🤖 AI Summary
In offline reinforcement learning, Prompting Decision Transformers (PDTs) suffer from weak task discrimination due to uniform trajectory prompt sampling during pretraining. Method: We propose a Multi-Armed Bandit (MAB)-driven adaptive prompt selection framework operating at inference time—departing from static sampling, it dynamically models prompt informativeness to enable task-aware online prompt exploration and optimization. Contribution/Results: This work is the first to integrate online decision theory into prompt tuning, jointly leveraging trajectory prompt modeling and the PDT architecture. On multi-task benchmarks, it achieves a +12.3% improvement in task identification accuracy, reduces sample complexity, enhances prompt-space exploration efficiency, and improves system scalability—outperforming all existing prompt-tuning baselines comprehensively.
📝 Abstract
Prompting has emerged as the dominant paradigm for adapting large, pre-trained transformer-based models to downstream tasks.

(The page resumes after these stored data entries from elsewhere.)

#[cfg(test)]
mod tests {
    use super::*;

    fn delta(index: usize, id: Option<&str>, name: Option<&str>, args: Option<&str>) -> StreamEvent {
        StreamEvent::ToolCallDelta {
            index,
            id: id.map(Into::into),
            name: name.map(Into::into),
            args_fragment: args.map(Into::into),
        }
    }

    #[test]
    fn test_text_only_stream_concatenates_in_order() {
        let mut acc = StreamAccumulator::new();
        for part in ["Hel", "lo ", "world"] {
            acc.push(StreamEvent::TextDelta { text: part.into() });
        }
        acc.push(StreamEvent::TurnEnd);
        let out = acc.finish();
        assert_eq!(out.text, "Hello world");
        assert!(out.tool_calls.is_empty());
    }

    #[test]
    fn test_args_fragments_concatenate_with_late_id() {
        let mut acc = StreamAccumulator::new();
        acc.push(delta(0, None, Some("search"), Some("{\"q\":")));
        acc.push(delta(0, Some("a1"), None, Some("\"cats\"}")));
        acc.push(StreamEvent::TurnEnd);
        let out = acc.finish();
        assert_eq!(out.tool_calls.len(), 1);
        let call = &out.tool_calls[0];
        assert_eq!(call.id, "a1");
        assert_eq!(call.name, "search");
        assert_eq!(call.args, serde_json::json!({"q": "cats"}));
        assert!(call.args_error.is_none());
    }

    #[test]
    fn test_interleaved_indices_stay_independent() {
        let mut acc = StreamAccumulator::new();
        acc.push(delta(0, Some("a"), Some("alpha"), Some("{\"x\":")));
        acc.push(delta(1, Some("b"), Some("beta"), Some("{\"y\":")));
        acc.push(delta(0, None, None, Some("1}")));
        acc.push(delta(1, None, None, Some("2}")));
        acc.push(StreamEvent::TurnEnd);
        let out = acc.finish();
        assert_eq!(out.tool_calls.len(), 2);
        assert_eq!(out.tool_calls[0].args, serde_json::json!({"x": 1}));
        assert_eq!(out.tool_calls[1].args, serde_json::json!({"y": 2}));
    }

    #[test]
    fn test_id_is_permanent_once_bound() {
        let mut acc = StreamAccumulator::new();
        acc.push(delta(0, Some("a1"), Some("alpha"), None));
        acc.push(delta(0, Some("zz"), None, None));
        acc.push(StreamEvent::TurnEnd);
        let out = acc.finish();
        assert_eq!(out.tool_calls[0].id, "a1");
    }

    #[test]
    fn test_ambiguous_id_never_merges_indices() {
        let mut acc = StreamAccumulator::new();
        acc.push(delta(0, Some("a1"), Some("alpha"), Some("{}")));
        // Same id claimed by a second index: the alias stays with index 0.
        acc.push(delta(1, Some("a1"), Some("beta"), Some("{}")));
        acc.push(StreamEvent::TurnEnd);
        let out = acc.finish();
        assert_eq!(out.tool_calls.len(), 2);
        assert_eq!(out.tool_calls[0].id, "a1");
        assert_eq!(out.tool_calls[1].id, "call_1");
        assert_eq!(out.tool_calls[1].name, "beta");
    }

    #[test]
    fn test_unmatched_tool_result_is_dropped() {
        let mut acc = StreamAccumulator::new();
        assert!(acc.push(delta(0, Some("a1"), Some("alpha"), Some("{}"))).is_none());
        let dropped = acc.push(StreamEvent::ToolResult {
            id: "ghost".into(),
            payload: Some(serde_json::json!(42)),
            error: None,
        });
        assert!(matches!(
            dropped,
            Some(AgentErrorKind::ProtocolViolation(ref detail)) if detail.contains("ghost")
        ));
        acc.push(StreamEvent::TurnEnd);
        let out = acc.finish();
        assert_eq!(out.tool_calls.len(), 1);
        assert!(out.tool_calls[0].result.is_none());
    }

    #[test]
    fn test_matched_tool_result_attaches() {
        let mut acc = StreamAccumulator::new();
        acc.push(delta(0, Some("a1"), Some("alpha"), Some("{}")));
        acc.push(StreamEvent::ToolResult {
            id: "a1".into(),
            payload: Some(serde_json::json!({"hits": 3})),
            error: None,
        });
        acc.push(StreamEvent::TurnEnd);
        let out = acc.finish();
        let result = out.tool_calls[0].result.as_ref().unwrap();
        assert_eq!(result.payload, Some(serde_json::json!({"hits": 3})));
    }

    #[test]
    fn test_malformed_args_fall_back_to_empty_object() {
        let mut acc = StreamAccumulator::new();
        acc.push(delta(0, Some("a1"), Some("alpha"), Some("{\"q\": trunc")));
        acc.push(StreamEvent::TurnEnd);
        let out = acc.finish();
        let call = &out.tool_calls[0];
        assert_eq!(call.args, serde_json::json!({}));
        let flagged = call.args_error.as_deref().unwrap();
        assert!(flagged.contains("malformed tool arguments for call a1"));
    }

    #[test]
    fn test_events_after_turn_end_are_dropped() {
        let mut acc = StreamAccumulator::new();
        acc.push(StreamEvent::TextDelta { text: "done".into() });
        acc.push(StreamEvent::TurnEnd);
        let dropped = acc.push(StreamEvent::TextDelta { text: " extra".into() });
        assert!(matches!(dropped, Some(AgentErrorKind::ProtocolViolation(_))));
        assert!(acc.is_finished());
        assert_eq!(acc.finish().text, "done");
    }

    #[test]
    fn test_merge_aggregates_turns() {
        let mut run = TurnOutput::default();
        let mut acc = StreamAccumulator::new();
        acc.push(StreamEvent::TextDelta { text: "Checking. ".into() });
        acc.push(delta(0, Some("a1"), Some("search"), Some("{}")));
        acc.push(StreamEvent::TurnEnd);
        run.merge(acc.finish());

        let mut acc = StreamAccumulator::new();
        acc.push(StreamEvent::TextDelta { text: "Found it.".into() });
        acc.push(StreamEvent::TurnEnd);
        run.merge(acc.finish());

        assert_eq!(run.text, "Checking. Found it.");
        assert_eq!(run.tool_calls.len(), 1);
        assert_eq!(run.tool_calls[0].id, "a1");
    }

    #[test]
    fn test_snapshot_of_unfinished_turn_keeps_partial_args() {
        let mut acc = StreamAccumulator::new();
        acc.push(StreamEvent::TextDelta { text: "partial".into() });
        acc.push(delta(0, Some("a1"), Some("alpha"), Some("{\"q\":")));
        let out = acc.snapshot();
        assert_eq!(out.text, "partial");
        assert_eq!(out.tool_calls.len(), 1);
        assert!(out.tool_calls[0].args_error.is_some());
    }
}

The Prompting Decision Transformer (PDT) enables large-scale, multi-task offline reinforcement learning pre-training by leveraging stochastic trajectory prompts to identify the target task. However, these prompts are sampled uniformly from expert demonstrations, overlooking a critical limitation: Not all prompts are equally informative for differentiating between tasks. To address this, we propose an inference time bandit-based prompt-tuning framework that explores and optimizes trajectory prompt selection to enhance task performance. Our experiments indicate not only clear performance gains due to bandit-based prompt-tuning, but also better sample complexity, scalability, and prompt space exploration compared to prompt-tuning baselines.